Эта тревога усилилась в течение следующей зимы в Риме именно из-за того обстоятельства, от которого ожидали некоторого утешения, — второй ежедневной доставки почты; ибо надежды и страхи, которые могли бы найти момент забвения в более длительном отсутствии новостей, как оказалось, поддерживались в состоянии лихорадочного возбуждения. В один критический момент ожидание стало невыносимым, потому что мистер Браунинг по просьбе жены отправил телеграмму с просьбой о новостях, умоляя прислать ответ телеграфом. Ответа не последовало, и она убедилась, что случилось худшее и что брат, которому было адресовано сообщение, не может решиться сообщить об этом в столь резкой форме. Телеграмма была задержана властями, поскольку мистер Одо Рассел взял на себя обязательство переслать ее, а его положение в Риме, помимо известных либеральных симпатий мистера и миссис Браунинг и его собственных, вызвало политические подозрения.

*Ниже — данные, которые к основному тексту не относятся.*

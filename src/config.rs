//! Server and connection configuration.

use std::time::Duration;

use crate::{Error, Result};

/// Default time a single accept poll blocks before the shutdown flag is
/// re-checked.
pub const DEFAULT_ACCEPT_TIMEOUT: Duration = Duration::from_secs(1);

/// Configuration shared by a [crate::Server] and every connection it creates.
///
/// Only `accept_timeout` and `max_connections` are consulted by the accept
/// loop. The remaining options are applied to each [crate::Conn] when it is
/// built, and `dial_timeout` only affects [crate::Server::dial].
#[derive(Debug, Clone, PartialEq, Eq)]
pub struct ServerConfig {
    /// Maximum time the accept loop blocks per poll before checking whether
    /// shutdown was signaled. Bounds the latency of [crate::Server::stop].
    pub accept_timeout: Duration,
    /// Upper bound on concurrently running inbound connections. `None` spawns
    /// a thread for every accepted connection without limit.
    pub max_connections: Option<usize>,
    /// Timeout for establishing outbound connections. `None` blocks until the
    /// OS gives up.
    pub dial_timeout: Option<Duration>,
    /// Read timeout applied to each connection's socket.
    pub read_timeout: Option<Duration>,
    /// Write timeout applied to each connection's socket.
    pub write_timeout: Option<Duration>,
    /// Whether `TCP_NODELAY` is set on each connection's socket.
    pub nodelay: bool,
}

impl Default for ServerConfig {
    fn default() -> Self {
        Self {
            accept_timeout: DEFAULT_ACCEPT_TIMEOUT,
            max_connections: None,
            dial_timeout: None,
            read_timeout: None,
            write_timeout: None,
            nodelay: false,
        }
    }
}

impl ServerConfig {
    /// Sets the accept poll timeout. Windows longer than a year are shortened
    /// to one year.
    pub fn with_accept_timeout(mut self, timeout: Duration) -> Self {
        self.accept_timeout = timeout;
        self
    }

    /// Bounds the number of concurrently running inbound connections.
    pub fn with_max_connections(mut self, max: usize) -> Self {
        self.max_connections = Some(max);
        self
    }

    /// Sets the outbound connect timeout.
    pub fn with_dial_timeout(mut self, timeout: Duration) -> Self {
        self.dial_timeout = Some(timeout);
        self
    }

    /// Sets the per-connection socket read timeout.
    pub fn with_read_timeout(mut self, timeout: Duration) -> Self {
        self.read_timeout = Some(timeout);
        self
    }

    /// Sets the per-connection socket write timeout.
    pub fn with_write_timeout(mut self, timeout: Duration) -> Self {
        self.write_timeout = Some(timeout);
        self
    }

    /// Enables or disables `TCP_NODELAY` on each connection.
    pub fn with_nodelay(mut self, nodelay: bool) -> Self {
        self.nodelay = nodelay;
        self
    }

    /// Checks that the configuration can be used by a server.
    ///
    /// # Errors
    ///
    /// Returns [Error::Config] if any timeout is zero (the OS treats a zero
    /// socket timeout as invalid, and a zero accept timeout would spin) or if
    /// `max_connections` is zero.
    pub fn validate(&self) -> Result<()> {
        if self.accept_timeout.is_zero() {
            return Err(Error::Config("accept timeout must be non-zero"));
        }
        if self.max_connections == Some(0) {
            return Err(Error::Config("max connections must be non-zero"));
        }
        if self.dial_timeout.is_some_and(|t| t.is_zero()) {
            return Err(Error::Config("dial timeout must be non-zero"));
        }
        if self.read_timeout.is_some_and(|t| t.is_zero())
            || self.write_timeout.is_some_and(|t| t.is_zero())
        {
            return Err(Error::Config("socket timeouts must be non-zero"));
        }

        Ok(())
    }
}
//! An echo server that stops accepting when a line is read from `stdin`.
//!
//! Connections that are still open when the server stops keep echoing until
//! their next read times out, at which point they notice the shutdown and
//! close.
//!
//! To run the server:
//!
//!     cargo r --example echo
//!
//! And then in another terminal:
//!
//!     nc 127.0.0.1 6142

use std::io::{self, Read, Write};
use std::sync::Arc;
use std::thread;
use std::time::Duration;

use tcp_server::log::{self, Level};
use tcp_server::{Conn, Delegate, Server, ServerConfig, TcpListener, info};

#[derive(Debug)]
struct Echo;

impl Delegate for Echo {
    fn on_connect(&self, conn: &Conn<Self>) -> bool {
        info!("[{conn}] accepted new connection");
        true
    }

    fn on_serve(&self, conn: &mut Conn<Self>) -> io::Result<()> {
        let mut buf = [0u8; 1024];

        while !conn.is_shutting_down() {
            let nbytes = match conn.read(&mut buf[..]) {
                Ok(0) => break,
                Ok(nbytes) => nbytes,
                Err(err)
                    if matches!(
                        err.kind(),
                        io::ErrorKind::WouldBlock | io::ErrorKind::TimedOut
                    ) =>
                {
                    continue;
                }
                Err(err) => return Err(err),
            };

            info!(
                "[{conn}] read {nbytes} bytes from peer: {}",
                String::from_utf8_lossy(&buf[..nbytes]).escape_debug()
            );

            conn.write_all(&buf[..nbytes])?;
        }

        Ok(())
    }

    fn on_close(&self, conn: &Conn<Self>) {
        info!("[{conn}] connection closed");
    }
}

fn main() -> tcp_server::Result<()> {
    log::set_max_level(Level::Debug);

    let config = ServerConfig::default()
        .with_accept_timeout(Duration::from_millis(250))
        .with_read_timeout(Duration::from_millis(500))
        .with_nodelay(true);

    let server = Arc::new(Server::new(Arc::new(config), Arc::new(Echo))?);
    let listener = TcpListener::bind("127.0.0.1:6142")?;

    let accept = {
        let server = Arc::clone(&server);
        thread::Builder::new()
            .name("accept".into())
            .spawn(move || server.start(listener))?
    };

    info!("press enter to stop the server");
    let _ = io::stdin().read_line(&mut String::new())?;

    server.stop();

    match accept.join() {
        Ok(result) => result,
        Err(_) => Err(io::Error::other("accept thread panicked").into()),
    }
}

Миссис Сёртис Кук скончалась в течение зимы. Мистер Браунинг всегда считал, что потрясение и горе от этого события сократили жизнь его жены, хотя возможно также, что ее и без того пониженная жизненная энергия усилила подавленность, в которую это ее повергло. Ее собственные случайные упоминания о состоянии здоровья давно свидетельствовали о приостановке выздоровления, если не о неуклонном упадке сил. Нам говорят, хотя это могло быть ошибкой, что активные признаки чахотки проявлялись у нее еще до болезни 1859 года, которая в некотором смысле была началом конца. Она была совершенно немощной, а также полностью затворницей в течение большей части, если не всего этого последнего пребывания в Риме.